Faire l’expérience de la paternité sacerdotale

“But”, a young man considering priesthood asks, “what about the experience of fatherhood? How can I as a priest experience the joy  and satisfactions comparable  to those of an ordinary dad?”

Firstly let’s be clear about the nature of “experience” – a most ambiguous word in our times. Experience is an effect, not a cause. Experience is to being and action  what wetness is to water. Or, to use another metaphor, it is like the waves on the ocean of reality: the waves come from the ocean and are made possible by the ocean.  Joy comes from possessing the good; good comes from living out the true. An enduring sense of joy can only come from living in harmony with the inner nature of things through recognizing them for what they are and acting towards them in obedience to the laws inbuilt to reality by the Creator of the universe. Upright action causes  man to be aware that he is standing in the truth and thereby in possession of the good – thus he senses a deep down peace of heart which is the essence of joy.

Fatherhood is not a thing; it’s a verb, it’s action! One can only become a father by exercising influence in some way over another. One thing is to have the possibility  of being a father (either biological or supernatural) and another is to make it happen. To  experience the joy of  any fatherhood there is only one gateway ‒ action! The physical father of a family fulfills his fatherhood by educating, feeding, nursing, conversing with, listening to, working for, playing with his children. Day in and day out, week after week, year after year through life’s seasons.  By doing so faithfully he experiences himself as father.

Likewise the priest must  act out his sacramental character and special priestly powers in order to procreate by sanctifying, governing, and teaching – acting to the uttermost as priest!  To  experience  the joy of priestly fatherhood is to conscientiously work  hard in teaching, sanctifying, and leading as well as in “kneeling”  ‒ for prayer-action is the key to all the other activities.

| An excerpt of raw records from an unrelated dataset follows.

//! Property panel for the selected field.
//!
//! The panel is a view plus a set of edits. It never holds field data of its
//! own: the view is rebuilt from the editor on demand and every edit is
//! turned into a patch for [`CanvasEditor::update_field`].

use crate::canvas::CanvasEditor;
use fb_core::FieldId;
use fb_core::model::{FieldPatch, FieldValue, FormField};
use fb_core::registry::FieldKind;
use serde::Serialize;

/// Snapshot of what the panel shows for one field.
#[derive(Debug, Clone, PartialEq, Serialize)]
#[serde(rename_all = "camelCase")]
pub struct PanelView {
    pub id: FieldId,
    #[serde(rename = "type")]
    pub kind: String,
    pub label: String,
    /// `None` when the kind has no placeholder (checkbox, radio).
    pub placeholder: Option<String>,
    pub required: bool,
    /// Editable option strings; `None` unless the field is a radio.
    pub options: Option<Vec<String>>,
    pub value_summary: String,
    /// `[a, b]` rendering of the options, present only when there are any.
    pub options_summary: Option<String>,
}

impl PanelView {
    pub fn of(field: &FormField) -> Self {
        Self {
            id: field.id,
            kind: field.kind.tag().to_string(),
            label: field.label.clone(),
            placeholder: field
                .kind
                .has_placeholder()
                .then(|| field.placeholder.clone()),
            required: field.required,
            options: (field.kind == FieldKind::Radio).then(|| field.options.to_vec()),
            value_summary: FieldValue::summary(field.value.as_ref()),
            options_summary: (!field.options.is_empty())
                .then(|| format!("[{}]", field.options.join(", "))),
        }
    }

    /// View of the selected field, or `None` when nothing is selected.
    pub fn for_selection(editor: &CanvasEditor) -> Option<Self> {
        editor.selected_field().map(Self::of)
    }
}

/// An edit made in the panel.
#[derive(Debug, Clone, PartialEq)]
pub enum PanelEdit {
    Label(String),
    Placeholder(String),
    Required(bool),
    /// Replace the text of the option at `index`.
    OptionText { index: usize, text: String },
    /// Append `Option N`, N being the new option count.
    AddOption,
}

impl PanelEdit {
    /// The patch this edit makes to `field`, or `None` if the edit does not
    /// apply (placeholder on a checkbox, options on a text field, an option
    /// index past the end).
    pub fn patch_for(self, field: &FormField) -> Option<FieldPatch> {
        let patch = match self {
            PanelEdit::Label(label) => FieldPatch {
                label: Some(label),
                ..FieldPatch::default()
            },
            PanelEdit::Placeholder(placeholder) if field.kind.has_placeholder() => FieldPatch {
                placeholder: Some(placeholder),
                ..FieldPatch::default()
            },
            PanelEdit::Required(required) => FieldPatch {
                required: Some(required),
                ..FieldPatch::default()
            },
            PanelEdit::OptionText { index, text }
                if field.kind == FieldKind::Radio && index < field.options.len() =>
            {
                let mut options = field.options.clone();
                options[index] = text;
                FieldPatch {
                    options: Some(options),
                    ..FieldPatch::default()
                }
            }
            PanelEdit::AddOption if field.kind == FieldKind::Radio => {
                let mut options = field.options.clone();
                options.push(format!("Option {}", options.len() + 1));
                FieldPatch {
                    options: Some(options),
                    ..FieldPatch::default()
                }
            }
            _ => return None,
        };
        Some(patch)
    }
}

/// Apply a panel edit to the selected field. Returns `true` if it changed
/// anything.
pub fn apply_edit(editor: &mut CanvasEditor, edit: PanelEdit) -> bool {
    let Some(field) = editor.selected_field() else {
        return false;
    };
    let id = field.id;
    let Some(patch) = edit.patch_for(field) else {
        log::debug!("panel edit does not apply to {} field {id}", field.kind);
        return false;
    };
    editor.update_field(id, patch)
}

#[cfg(test)]
mod tests {
    use super::*;
    use fb_core::model::Point;
    use fb_core::registry;
    use pretty_assertions::assert_eq;

    fn editor_with(tag: &str) -> CanvasEditor {
        let mut editor = CanvasEditor::new();
        editor.create_field(registry::lookup(tag).unwrap(), Point::new(100.0, 100.0));
        editor
    }

    #[test]
    fn placeholder_is_hidden_for_choice_kinds() {
        let editor = editor_with("checkbox");
        let view = PanelView::for_selection(&editor).unwrap();
        assert_eq!(view.placeholder, None);
        assert_eq!(view.options, None);
        assert_eq!(view.value_summary, "false");

        let editor = editor_with("phone");
        let view = PanelView::for_selection(&editor).unwrap();
        assert_eq!(view.placeholder.as_deref(), Some("Enter phone"));
        assert_eq!(view.value_summary, "Empty");
    }

    #[test]
    fn placeholder_edit_on_checkbox_is_ignored() {
        let mut editor = editor_with("checkbox");
        assert!(!apply_edit(&mut editor, PanelEdit::Placeholder("x".into())));
        assert_eq!(editor.fields()[0].placeholder, "Enter checkbox");
    }

    #[test]
    fn option_text_edit_replaces_in_place() {
        let mut editor = editor_with("radio");
        assert!(apply_edit(
            &mut editor,
            PanelEdit::OptionText {
                index: 1,
                text: "Maybe".into()
            }
        ));
        let view = PanelView::for_selection(&editor).unwrap();
        assert_eq!(view.options, Some(vec!["Option 1".into(), "Maybe".into()]));
        assert_eq!(view.options_summary.as_deref(), Some("[Option 1, Maybe]"));
        assert!(!apply_edit(
            &mut editor,
            PanelEdit::OptionText {
                index: 5,
                text: "nope".into()
            }
        ));
    }

    #[test]
    fn empty_strings_are_accepted() {
        let mut editor = editor_with("text");
        assert!(apply_edit(&mut editor, PanelEdit::Label(String::new())));
        assert_eq!(editor.fields()[0].label, "");
    }

    #[test]
    fn no_selection_means_no_edit() {
        let mut editor = editor_with("text");
        editor.select_field(None);
        assert!(PanelView::for_selection(&editor).is_none());
        assert!(!apply_edit(&mut editor, PanelEdit::Required(true)));
        assert!(!editor.fields()[0].required);
    }
}
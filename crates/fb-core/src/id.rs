use lasso::{Spur, ThreadedRodeo};
use serde::{Deserialize, Deserializer, Serialize, Serializer};
use std::fmt;
use std::sync::LazyLock;
use std::sync::atomic::{AtomicU64, Ordering};

/// Global string interner for field IDs — fast comparisons, low memory.
static INTERNER: LazyLock<ThreadedRodeo> = LazyLock::new(ThreadedRodeo::default);

/// Prefix of every id issued by the builder (`field_<millis>`).
pub const FIELD_ID_PREFIX: &str = "field";

/// A lightweight, interned identifier for placed form fields.
/// Internally a `Spur` index — 4 bytes, Copy, Eq, Hash in O(1).
#[derive(Clone, Copy, PartialEq, Eq, Hash)]
pub struct FieldId(Spur);

impl FieldId {
    /// Intern a string as a FieldId, or return existing if already interned.
    pub fn intern(s: &str) -> Self {
        FieldId(INTERNER.get_or_intern(s))
    }

    /// The id for `s` if it was ever interned. Never grows the interner, so
    /// it is the way to resolve ids coming from outside the process.
    pub fn lookup(s: &str) -> Option<Self> {
        INTERNER.get(s).map(FieldId)
    }

    /// Resolve back to a string slice.
    pub fn as_str(&self) -> &str {
        INTERNER.resolve(&self.0)
    }

    /// Issue a fresh id from a wall-clock reading in milliseconds.
    ///
    /// Tokens are strictly increasing for the lifetime of the process: a
    /// second call within the same millisecond (or with a clock that went
    /// backwards) takes `last + 1`, so an issued id is never handed out twice.
    pub fn issue(now_millis: u64) -> Self {
        static LAST: AtomicU64 = AtomicU64::new(0);
        let token = match LAST.fetch_update(Ordering::Relaxed, Ordering::Relaxed, |last| {
            Some(now_millis.max(last + 1))
        }) {
            Ok(prev) | Err(prev) => now_millis.max(prev + 1),
        };
        Self::intern(&format!("{FIELD_ID_PREFIX}_{token}"))
    }
}

impl fmt::Debug for FieldId {
    fn fmt(&self, f: &mut fmt::Formatter<'_>) -> fmt::Result {
        write!(f, "#{}", self.as_str())
    }
}

impl fmt::Display for FieldId {
    fn fmt(&self, f: &mut fmt::Formatter<'_>) -> fmt::Result {
        f.write_str(self.as_str())
    }
}

impl Serialize for FieldId {
    fn serialize<S: Serializer>(&self, serializer: S) -> Result<S::Ok, S::Error> {
        serializer.serialize_str(self.as_str())
    }
}

impl<'de> Deserialize<'de> for FieldId {
    fn deserialize<D: Deserializer<'de>>(deserializer: D) -> Result<Self, D::Error> {
        let s = String::deserialize(deserializer)?;
        Ok(FieldId::intern(&s))
    }
}
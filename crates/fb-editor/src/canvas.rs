//! Canvas editor: the owner of the field list and the selection.
//!
//! Every change to a field goes through [`CanvasEditor::update_field`]; drag,
//! resize, preview input, and the property panel all share it. Fields are
//! only ever created by a palette drop and only ever destroyed by
//! [`CanvasEditor::delete_field`].

use fb_core::FieldId;
use fb_core::model::{DROP_NUDGE_X, FieldPatch, FieldValue, FormField, Point};
use fb_core::registry::FieldType;
use std::time::{SystemTime, UNIX_EPOCH};

/// Wall-clock source in unix milliseconds, used to issue field ids.
pub type Clock = fn() -> u64;

/// A change to the canvas, as produced by tools and applied by the editor.
#[derive(Debug, Clone, PartialEq)]
pub enum CanvasMutation {
    UpdateField { id: FieldId, patch: FieldPatch },
    RemoveField { id: FieldId },
    Select { id: Option<FieldId> },
}

pub struct CanvasEditor {
    /// Placed fields in insertion order (also z-order).
    fields: Vec<FormField>,
    selected: Option<FieldId>,
    /// Palette entry currently being dragged toward the canvas.
    dragged_type: Option<&'static FieldType>,
    clock: Clock,
}

impl Default for CanvasEditor {
    fn default() -> Self {
        Self::new()
    }
}

impl CanvasEditor {
    /// Create an empty editor reading ids from the system clock.
    ///
    /// `SystemTime` is unavailable on `wasm32-unknown-unknown`; browser
    /// builds pass their own clock through [`CanvasEditor::with_clock`].
    pub fn new() -> Self {
        Self::with_clock(system_millis)
    }

    pub fn with_clock(clock: Clock) -> Self {
        Self {
            fields: Vec::new(),
            selected: None,
            dragged_type: None,
            clock,
        }
    }

    pub fn fields(&self) -> &[FormField] {
        &self.fields
    }

    pub fn field(&self, id: FieldId) -> Option<&FormField> {
        self.fields.iter().find(|f| f.id == id)
    }

    pub fn selected(&self) -> Option<FieldId> {
        self.selected
    }

    pub fn selected_field(&self) -> Option<&FormField> {
        self.selected.and_then(|id| self.field(id))
    }

    // ─── Palette drag ────────────────────────────────────────────────────

    /// Remember which palette entry a drag started from.
    pub fn begin_palette_drag(&mut self, field_type: &'static FieldType) {
        self.dragged_type = Some(field_type);
    }

    pub fn cancel_palette_drag(&mut self) {
        self.dragged_type = None;
    }

    pub fn dragged_type(&self) -> Option<&'static FieldType> {
        self.dragged_type
    }

    /// Drop the dragged palette entry at a canvas-local point. Without an
    /// active palette drag this does nothing.
    pub fn drop_on_canvas(&mut self, at: Point) -> Option<FieldId> {
        let field_type = self.dragged_type.take()?;
        Some(self.create_field(field_type, at))
    }

    // ─── Operations ──────────────────────────────────────────────────────

    /// Place a new field of `field_type` under a canvas-local drop point and
    /// select it.
    pub fn create_field(&mut self, field_type: &FieldType, at: Point) -> FieldId {
        let id = FieldId::issue((self.clock)());
        let at = Point::new(at.x - DROP_NUDGE_X, at.y);
        self.fields.push(FormField::from_type(id, field_type, at));
        self.selected = Some(id);
        log::debug!("created {} field {id} at ({}, {})", field_type.kind, at.x, at.y);
        id
    }

    /// Set or clear the selection.
    pub fn select_field(&mut self, id: Option<FieldId>) {
        self.selected = id;
    }

    /// Remove a field, clearing the selection if it pointed at it.
    /// Returns `false` (and does nothing) for an absent id.
    pub fn delete_field(&mut self, id: FieldId) -> bool {
        let Some(pos) = self.fields.iter().position(|f| f.id == id) else {
            log::debug!("delete ignored: no field {id}");
            return false;
        };
        self.fields.remove(pos);
        if self.selected == Some(id) {
            self.selected = None;
        }
        true
    }

    /// Merge `patch` into a field. Returns `false` for an absent id.
    pub fn update_field(&mut self, id: FieldId, patch: FieldPatch) -> bool {
        match self.fields.iter_mut().find(|f| f.id == id) {
            Some(field) => {
                field.apply(patch);
                true
            }
            None => {
                log::debug!("update ignored: no field {id}");
                false
            }
        }
    }

    /// Store the preview value typed/checked/chosen inside a field.
    pub fn set_field_value(&mut self, id: FieldId, value: FieldValue) -> bool {
        self.update_field(id, FieldPatch::value(value))
    }

    /// Apply a tool-produced mutation. Returns `true` if anything changed.
    pub fn apply(&mut self, mutation: CanvasMutation) -> bool {
        match mutation {
            CanvasMutation::UpdateField { id, patch } => self.update_field(id, patch),
            CanvasMutation::RemoveField { id } => self.delete_field(id),
            CanvasMutation::Select { id } => {
                let changed = self.selected != id;
                self.select_field(id);
                changed
            }
        }
    }
}

fn system_millis() -> u64 {
    SystemTime::now()
        .duration_since(UNIX_EPOCH)
        .map(|d| d.as_millis() as u64)
        .unwrap_or_default()
}
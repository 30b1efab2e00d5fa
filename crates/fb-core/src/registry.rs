//! Field registry: the static catalog of field kinds the palette offers.
//!
//! The registry is the only place that knows a kind's defaults — the height,
//! option seed, and starting value a freshly dropped field receives.

use crate::model::{DEFAULT_FIELD_HEIGHT, FieldValue, Options, TEXTAREA_FIELD_HEIGHT};
use serde::{Deserialize, Deserializer, Serialize, Serializer};
use smallvec::smallvec;
use std::fmt;

/// The kind of a placed field. Serialized as its lowercase tag (`"radio"`).
///
/// `Unknown` only appears for records loaded from storage whose tag is not in
/// the registry; such fields render as plain text inputs.
#[derive(Debug, Clone, PartialEq, Eq, Hash)]
pub enum FieldKind {
    Text,
    Textarea,
    Email,
    Phone,
    Number,
    Checkbox,
    Radio,
    Date,
    Unknown(String),
}

impl FieldKind {
    /// The wire tag of this kind.
    pub fn tag(&self) -> &str {
        match self {
            FieldKind::Text => "text",
            FieldKind::Textarea => "textarea",
            FieldKind::Email => "email",
            FieldKind::Phone => "phone",
            FieldKind::Number => "number",
            FieldKind::Checkbox => "checkbox",
            FieldKind::Radio => "radio",
            FieldKind::Date => "date",
            FieldKind::Unknown(tag) => tag,
        }
    }

    /// Parse a wire tag. Never fails: unrecognized tags become `Unknown`.
    pub fn from_tag(tag: &str) -> Self {
        match tag {
            "text" => FieldKind::Text,
            "textarea" => FieldKind::Textarea,
            "email" => FieldKind::Email,
            "phone" => FieldKind::Phone,
            "number" => FieldKind::Number,
            "checkbox" => FieldKind::Checkbox,
            "radio" => FieldKind::Radio,
            "date" => FieldKind::Date,
            other => FieldKind::Unknown(other.to_string()),
        }
    }

    /// Whether the placeholder property means anything for this kind.
    pub fn has_placeholder(&self) -> bool {
        !matches!(self, FieldKind::Checkbox | FieldKind::Radio)
    }

    /// Height of a freshly dropped field.
    pub fn default_height(&self) -> f32 {
        match self {
            FieldKind::Textarea => TEXTAREA_FIELD_HEIGHT,
            _ => DEFAULT_FIELD_HEIGHT,
        }
    }

    /// Options a freshly dropped field starts with. Only radio has any.
    pub fn default_options(&self) -> Options {
        match self {
            FieldKind::Radio => smallvec!["Option 1".to_string(), "Option 2".to_string()],
            _ => Options::new(),
        }
    }

    /// Preview value a freshly dropped field starts with.
    pub fn default_value(&self) -> FieldValue {
        match self {
            FieldKind::Checkbox => FieldValue::Checked(false),
            FieldKind::Radio => FieldValue::Choice(String::new()),
            _ => FieldValue::Text(String::new()),
        }
    }
}

impl fmt::Display for FieldKind {
    fn fmt(&self, f: &mut fmt::Formatter<'_>) -> fmt::Result {
        f.write_str(self.tag())
    }
}

impl Serialize for FieldKind {
    fn serialize<S: Serializer>(&self, serializer: S) -> Result<S::Ok, S::Error> {
        serializer.serialize_str(self.tag())
    }
}

impl<'de> Deserialize<'de> for FieldKind {
    fn deserialize<D: Deserializer<'de>>(deserializer: D) -> Result<Self, D::Error> {
        let s = String::deserialize(deserializer)?;
        Ok(FieldKind::from_tag(&s))
    }
}

/// A palette entry: a field kind and its display label.
#[derive(Debug, Clone, PartialEq, Eq, Serialize)]
pub struct FieldType {
    #[serde(rename = "type")]
    pub kind: FieldKind,
    pub label: &'static str,
}

static FIELD_TYPES: [FieldType; 8] = [
    FieldType {
        kind: FieldKind::Text,
        label: "Text Input",
    },
    FieldType {
        kind: FieldKind::Textarea,
        label: "Text Area",
    },
    FieldType {
        kind: FieldKind::Email,
        label: "Email",
    },
    FieldType {
        kind: FieldKind::Phone,
        label: "Phone",
    },
    FieldType {
        kind: FieldKind::Number,
        label: "Number",
    },
    FieldType {
        kind: FieldKind::Checkbox,
        label: "Checkbox",
    },
    FieldType {
        kind: FieldKind::Radio,
        label: "Radio Button",
    },
    FieldType {
        kind: FieldKind::Date,
        label: "Date",
    },
];

/// All palette entries, in display order.
pub fn list() -> &'static [FieldType] {
    &FIELD_TYPES
}

/// Find the palette entry for a wire tag.
pub fn lookup(tag: &str) -> Option<&'static FieldType> {
    FIELD_TYPES.iter().find(|t| t.kind.tag() == tag)
}
//! `window.localStorage` as a [`KeyValueStore`].

use fb_core::storage::{KeyValueStore, StorageError};
use wasm_bindgen::{JsCast, JsValue};
use web_sys::{DomException, Storage};

pub struct LocalStorage {
    storage: Storage,
}

impl LocalStorage {
    /// Open the origin's local storage. Fails when there is no window (e.g.
    /// inside a worker) or the browser has storage disabled.
    pub fn open() -> Result<Self, StorageError> {
        let window = web_sys::window().ok_or(StorageError::Unavailable)?;
        let storage = window
            .local_storage()
            .map_err(js_error)?
            .ok_or(StorageError::Unavailable)?;
        Ok(Self { storage })
    }
}

impl KeyValueStore for LocalStorage {
    fn get_item(&self, key: &str) -> Result<Option<String>, StorageError> {
        self.storage.get_item(key).map_err(js_error)
    }

    fn set_item(&mut self, key: &str, value: &str) -> Result<(), StorageError> {
        self.storage.set_item(key, value).map_err(js_error)
    }
}

fn js_error(err: JsValue) -> StorageError {
    if let Ok(exception) = err.clone().dyn_into::<DomException>() {
        if exception.name() == "QuotaExceededError" {
            return StorageError::QuotaExceeded;
        }
        return StorageError::Backend(exception.message());
    }
    StorageError::Backend(format!("{err:?}"))
}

If there is a “magic formula” it is: Act as a  father to experience being a father! The priest rejoices (and let me add that it is “a hundred times over” just as He said it would be) when through his fatherly actions  he brings new life into existence through baptism, strengthens it through Holy Communion, brings the spiritually dead back to life through confession, guides the soul across the frontier in Viaticum, and raises prayers to Heaven for his people. Even the priests who spend their day studying, writing, doing administrative tasks, are fathers because all their actions are intended and offered for souls who will one day thank them in eternity.

St. Francis of Assisi, as one tough, daring, and heroic former knight  knew well that both prayer and action are indispensable for spiritual fatherhood. Indeed, he knew that praying is one form of action, the supreme form of action. That is why his famous prayer – “Lord, Make me an Instrument of Your Peace”- is  a “verb” prayer: it’s all about being an “action-man”,  becoming an instrument of  God’s action.

      And the “giving” in which “we receive” takes a million forms of enterprise in the heart of the priest-father. When his heart widens and deepens and is set aflame with love, and when that love becomes  tangible in projects, activities, people, and prayer,  then  he lives sacred chastity with the same energy – or more –   than that with which he would have  lived marriage and biological fatherhood. You know such a priest when you meet him: he “rocks”, vibrates, has a fresh vigor about him that is an élan vital, a will to live to the full!  He is actively father through the sacraments and through praying for his spiritual children conscious that his priestly prayer has special power.

And how he experience the joy of fatherhood  through the sacraments! When the days and nights are too short because of all the baptisms, confirmations, First Holy Communions, confessions and spiritual directions, marriages, and anointings, then the priest retires at night exhausted with the joy of spiritual fatherhood! And on countless days the words of the psalmist ring true in his heart: Introibo ad altare Dei, ad Deum qui laetificat juventutem meam – I will go unto the altar of God, to the God who brings joy to my youth.